Your body’s cells contain waxy, fat-like substances called cholesterol. It produces enough cholesterol on its own for the body’s basic needs and needs some cholesterol to function properly. Cholesterol is also made in the liver and processed in the body by the liver. But when you eat foods that also contain cholesterol (like meat, eggs, and dairy), too much builds up in your blood. Elevated LDL (“bad”) cholesterol in particular is associated with an increased risk of heart disease and stroke while higher HDL (“good”) cholesterol has a protective effect. Lifestyle changes and in some cases, medication prescribed by a doctor are recommended to help control high cholesterol.
Can supplements help?
Are supplements an effective addition to your cholesterol-lowering game plan? Let’s look into some of the most popular possibilities.
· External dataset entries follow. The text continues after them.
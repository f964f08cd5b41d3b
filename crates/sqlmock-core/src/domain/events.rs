use crate::domain::context::{ContextId, ContextStatus};
use crate::{CoreError, DataPacket, StepSets};
use chrono::{DateTime, Utc};

/// Events emitted by a running context.
///
/// Subscribers receive them through [`crate::SqlContext::subscribe`]; the
/// terminal events carry the accumulated step results or the failure.
#[derive(Debug, Clone)]
pub enum ContextEvent {
    /// The context moved to a new status
    StateChanged {
        /// Context the event belongs to
        context_id: ContextId,
        /// Previous status
        from: ContextStatus,
        /// New status
        to: ContextStatus,
        /// When the transition happened
        timestamp: DateTime<Utc>,
    },

    /// A step produced its result
    StepCompleted {
        /// Context the event belongs to
        context_id: ContextId,
        /// Step name
        step: String,
        /// Step result
        result: DataPacket,
        /// When the step completed
        timestamp: DateTime<Utc>,
    },

    /// All steps completed
    Completed {
        /// Context the event belongs to
        context_id: ContextId,
        /// Accumulated step results
        sets: StepSets,
        /// When the context completed
        timestamp: DateTime<Utc>,
    },

    /// The context failed
    Failed {
        /// Context the event belongs to
        context_id: ContextId,
        /// Step that failed, if the failure happened while executing one
        step: Option<String>,
        /// The failure
        error: CoreError,
        /// When the context failed
        timestamp: DateTime<Utc>,
    },
}

impl ContextEvent {
    /// Returns the type of the event as a string
    pub fn event_type(&self) -> &'static str {
        match self {
            ContextEvent::StateChanged { .. } => "context.state_changed",
            ContextEvent::StepCompleted { .. } => "step.completed",
            ContextEvent::Completed { .. } => "context.completed",
            ContextEvent::Failed { .. } => "context.failed",
        }
    }

    /// Returns the context ID this event is associated with
    pub fn context_id(&self) -> &ContextId {
        match self {
            ContextEvent::StateChanged { context_id, .. }
            | ContextEvent::StepCompleted { context_id, .. }
            | ContextEvent::Completed { context_id, .. }
            | ContextEvent::Failed { context_id, .. } => context_id,
        }
    }

    /// Returns the timestamp when the event occurred
    pub fn timestamp(&self) -> DateTime<Utc> {
        match self {
            ContextEvent::StateChanged { timestamp, .. }
            | ContextEvent::StepCompleted { timestamp, .. }
            | ContextEvent::Completed { timestamp, .. }
            | ContextEvent::Failed { timestamp, .. } => *timestamp,
        }
    }

    /// Whether this event ends the context
    pub fn is_terminal(&self) -> bool {
        matches!(
            self,
            ContextEvent::Completed { .. } | ContextEvent::Failed { .. }
        )
    }
}

#[cfg(test)]
mod tests {
    use super::*;

    #[test]
    fn test_event_accessors() {
        let id = ContextId("ctx-1".to_string());
        let now = Utc::now();
        let event = ContextEvent::Completed {
            context_id: id.clone(),
            sets: StepSets::new(),
            timestamp: now,
        };

        assert_eq!(event.event_type(), "context.completed");
        assert_eq!(event.context_id(), &id);
        assert_eq!(event.timestamp(), now);
        assert!(event.is_terminal());

        let event = ContextEvent::StateChanged {
            context_id: id,
            from: ContextStatus::Idle,
            to: ContextStatus::Connecting,
            timestamp: now,
        };
        assert_eq!(event.event_type(), "context.state_changed");
        assert!(!event.is_terminal());
    }
}
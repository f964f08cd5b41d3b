//! Engine strategies installed by `attach`
//!
//! [`MockingExecutor`] wraps the engine's real executor and answers steps
//! from the mock store when it can. The other types replace the engine's
//! connection policy, transaction hooks and file loader so that a mocked
//! engine runs without a backend.

use async_trait::async_trait;
use sqlmock_core::{
    file_reference, ConnectDecision, ConnectionErrorPolicy, CoreError, DataPacket, SqlFileLoader,
    StepExecutor, StepExecutorBase, StepOptions, StepSets, TransactionHandle, TransactionHooks,
    TransactionResult,
};
use sqlmock_store::MockOptions;
use std::any::Any;
use std::path::PathBuf;
use std::sync::Arc;
use std::time::Duration;
use tracing::{debug, info, trace};

use crate::context::MockingContext;

/// `executor_type` reported by [`MockingExecutor`]
pub const MOCKING_EXECUTOR_TYPE: &str = "mocking";

/// Executor answering steps from mocks and delegating the rest
pub struct MockingExecutor {
    inner: Arc<dyn StepExecutor>,
    context: Arc<MockingContext>,
}

impl MockingExecutor {
    /// Wrap `inner`
    pub fn new(inner: Arc<dyn StepExecutor>, context: Arc<MockingContext>) -> Self {
        Self { inner, context }
    }

    /// The wrapped executor
    pub fn inner(&self) -> Arc<dyn StepExecutor> {
        self.inner.clone()
    }

    /// The mocking context consulted per step
    pub fn context(&self) -> Arc<MockingContext> {
        self.context.clone()
    }
}

impl StepExecutorBase for MockingExecutor {
    fn executor_type(&self) -> &str {
        MOCKING_EXECUTOR_TYPE
    }

    fn as_any(&self) -> Option<&dyn Any> {
        Some(self)
    }
}

#[async_trait]
impl StepExecutor for MockingExecutor {
    async fn execute_step(
        &self,
        step: &str,
        options: &StepOptions,
    ) -> Result<DataPacket, CoreError> {
        let Some(descriptor) = self.context.resolve_mock(step, options) else {
            trace!(
                "Step '{}' not mocked, delegating to {}",
                step,
                self.inner.executor_type()
            );
            return self.inner.execute_step(step, options).await;
        };

        let value = descriptor.produce(step, options);
        debug!(
            "Step '{}' mocked (error={}, wait={:?})",
            step, descriptor.is_error, descriptor.wait
        );
        settle(value, descriptor.is_error, descriptor.wait).await
    }
}

/// Deliver a mocked outcome after `wait`.
///
/// The delay runs in its own task, so dropping the returned future does not
/// cancel the settlement.
async fn settle(value: DataPacket, is_error: bool, wait: Duration) -> Result<DataPacket, CoreError> {
    let settlement = tokio::spawn(async move {
        if !wait.is_zero() {
            tokio::time::sleep(wait).await;
        }
        if is_error {
            Err(CoreError::Backend(value))
        } else {
            Ok(value)
        }
    });

    settlement
        .await
        .map_err(|e| CoreError::Other(format!("Mock settlement task failed: {}", e)))?
}

/// Connection error policy that can treat a failed connection as a success
pub struct MockConnectionPolicy {
    previous: Arc<dyn ConnectionErrorPolicy>,
    context: Arc<MockingContext>,
}

impl MockConnectionPolicy {
    /// Wrap the engine's previous policy
    pub fn new(previous: Arc<dyn ConnectionErrorPolicy>, context: Arc<MockingContext>) -> Self {
        Self { previous, context }
    }
}

impl ConnectionErrorPolicy for MockConnectionPolicy {
    fn on_connect_error(&self, error: CoreError) -> ConnectDecision {
        if self.context.ignore_failed_connections() {
            info!("Ignoring failed connection while mocking: {}", error);
            return ConnectDecision::Proceed;
        }
        self.previous.on_connect_error(error)
    }
}

/// Transaction hooks that never open a real transaction
#[derive(Debug, Default, Clone, Copy)]
pub struct MockTransactionHooks;

#[async_trait]
impl TransactionHooks for MockTransactionHooks {
    async fn begin(&self) -> Result<(), CoreError> {
        trace!("Skipping transaction begin");
        Ok(())
    }

    async fn done(&self, sets: StepSets) -> Result<TransactionResult, CoreError> {
        Ok(TransactionResult {
            sets,
            transaction: Arc::new(NoopTransaction),
        })
    }

    async fn abort(&self) -> Result<(), CoreError> {
        Ok(())
    }
}

/// Transaction whose commit and rollback do nothing
#[derive(Debug, Default, Clone, Copy)]
pub struct NoopTransaction;

#[async_trait]
impl TransactionHandle for NoopTransaction {
    async fn commit(&self) -> Result<(), CoreError> {
        Ok(())
    }

    async fn rollback(&self) -> Result<(), CoreError> {
        Ok(())
    }
}

/// File loader returning a `file://` reference for mocked SQL files
pub struct MockingFileLoader {
    inner: Arc<dyn SqlFileLoader>,
    context: Arc<MockingContext>,
}

impl MockingFileLoader {
    /// Wrap the engine's previous loader
    pub fn new(inner: Arc<dyn SqlFileLoader>, context: Arc<MockingContext>) -> Self {
        Self { inner, context }
    }
}

impl SqlFileLoader for MockingFileLoader {
    fn resolve_path(&self, path: &str) -> PathBuf {
        self.inner.resolve_path(path)
    }

    fn from_file(&self, path: &str) -> Result<String, CoreError> {
        let absolute = self.inner.resolve_path(path);
        let key = absolute.to_string_lossy();

        if self
            .context
            .get_mock_with(&key, &MockOptions::file())
            .is_some()
        {
            debug!("SQL file {} is mocked", key);
            return Ok(file_reference(&absolute));
        }

        self.inner.from_file(path)
    }
}

#[cfg(test)]
mod tests {
    use super::*;
    use crate::config::{MockConfig, MockConfigUpdate};
    use serde_json::json;
    use sqlmock_core::{FailFastPolicy, FsSqlFileLoader, OfflineExecutor};
    use sqlmock_store::MockSpec;
    use tokio::time::Instant;

    fn context() -> Arc<MockingContext> {
        Arc::new(MockingContext::new(MockConfig::default()))
    }

    #[tokio::test(start_paused = true)]
    async fn test_mocked_step_settles_after_wait() {
        let context = context();
        context.add_mock("slow", MockSpec::new().result(json!("r")).wait(Duration::from_millis(50)));
        let executor = MockingExecutor::new(Arc::new(OfflineExecutor), context);

        let started = Instant::now();
        let result = executor.execute_step("slow", &StepOptions::new()).await.unwrap();

        assert_eq!(result.into_value(), json!("r"));
        assert!(started.elapsed() >= Duration::from_millis(50));
    }

    #[tokio::test]
    async fn test_error_mock_payload_is_verbatim() {
        let context = context();
        let payload = json!({ "message": "Violation of PRIMARY KEY", "number": 2627 });
        context.add_mock("insert", MockSpec::new().result(payload.clone()).error());
        let executor = MockingExecutor::new(Arc::new(OfflineExecutor), context);

        let err = executor
            .execute_step("insert", &StepOptions::new())
            .await
            .unwrap_err();
        assert_eq!(err, CoreError::Backend(DataPacket::new(payload)));
    }

    #[tokio::test]
    async fn test_unmocked_step_is_delegated() {
        let executor = MockingExecutor::new(Arc::new(OfflineExecutor), context());
        assert_eq!(executor.executor_type(), MOCKING_EXECUTOR_TYPE);

        let err = executor
            .execute_step("users", &StepOptions::query("SELECT 1"))
            .await
            .unwrap_err();
        assert_eq!(err.backend_payload().unwrap().as_value()["step"], "users");
    }

    #[test]
    fn test_connection_policy_follows_config() {
        let context = context();
        let policy = MockConnectionPolicy::new(Arc::new(FailFastPolicy), context.clone());
        let error = CoreError::Connection("refused".to_string());

        assert_eq!(policy.on_connect_error(error.clone()), ConnectDecision::Proceed);

        context.set_mock_config(MockConfigUpdate::new().ignore_failed_connections(false));
        assert_eq!(policy.on_connect_error(error.clone()), ConnectDecision::Fail(error));
    }

    #[tokio::test]
    async fn test_transaction_hooks_are_noops() {
        let hooks = MockTransactionHooks;
        hooks.begin().await.unwrap();

        let mut sets = StepSets::new();
        sets.insert("a".to_string(), DataPacket::new(json!(1)));
        let result = hooks.done(sets).await.unwrap();

        assert_eq!(result.sets["a"].as_value(), &json!(1));
        result.transaction.commit().await.unwrap();
        result.transaction.rollback().await.unwrap();
    }

    #[test]
    fn test_file_loader_returns_reference_for_mocked_files() {
        let dir = tempfile::tempdir().unwrap();
        std::fs::write(dir.path().join("real.sql"), "SELECT 'real'").unwrap();

        let mut config = MockConfig::default();
        config.sql_file_base_path = dir.path().to_path_buf();
        let context = Arc::new(MockingContext::new(config));
        let absolute = context.add_file_mock("mocked", json!([]));

        let loader = MockingFileLoader::new(Arc::new(FsSqlFileLoader::new(dir.path())), context);

        assert_eq!(loader.from_file("mocked").unwrap(), file_reference(&absolute));
        assert_eq!(loader.from_file("real").unwrap(), "SELECT 'real'");
    }
}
- Fish oil – Fish oil contains the omega-3 fatty acids EPA and DHA that have been shown in some studies to help slightly lower triglycerides and raise HDL. Higher doses (over 3 grams daily) are needed for the best effect. Fish oil is a helpful addition for those with high triglycerides but is not considered powerful enough on its own to treat high cholesterol.
- Soluble fiber – Fiber doesn’t get absorbed and helps bind to cholesterol in the digestive tract before it enters the bloodstream to lower LDL. Soluble fiber from oats, barley, legumes, psyllium, or supplements is helpful as part of a heart-healthy eating plan. But focus on getting your fiber from whole food sources first.
- Plant stanols/sterols – Stanols and sterols are substances found naturally in fruits, vegetables, legumes, nuts, seeds, and oils that help block a small percentage of cholesterol absorption. They have been added to products from orange juice to margarine and yogurt drinks. The number of servings needed daily for the best benefit makes it challenging to get enough from foods alone. A supplement is easiest if this interests you.
- CoQ10, red yeast rice – Other supplements like Coenzyme Q10 and red yeast rice have also shown potential for slightly improving cholesterol levels in studies but have side effects or interact with medications. It’s important to talk to your doctor first before trying these supplements.
Power of nutrition and lifestyle
Research clearly shows that eating an overall heart-healthy diet focused on whole foods – fruits, vegetables, whole grains, legumes, fish, and lean protein – substantially lowers LDL and triglyceride levels as well as raises protective HDL. Exercise and loss of excess weight also provide significant cholesterol-lowering results. For managing cholesterol levels, nutrition and lifestyle choices move the needle the most. Work cholesterol supplements cautiously and as recommended by your doctor only after you’ve addressed your core diet. Getting regular check-ups and testing your cholesterol every 6 or 12 months allows you to track your numbers to see what’s working for you.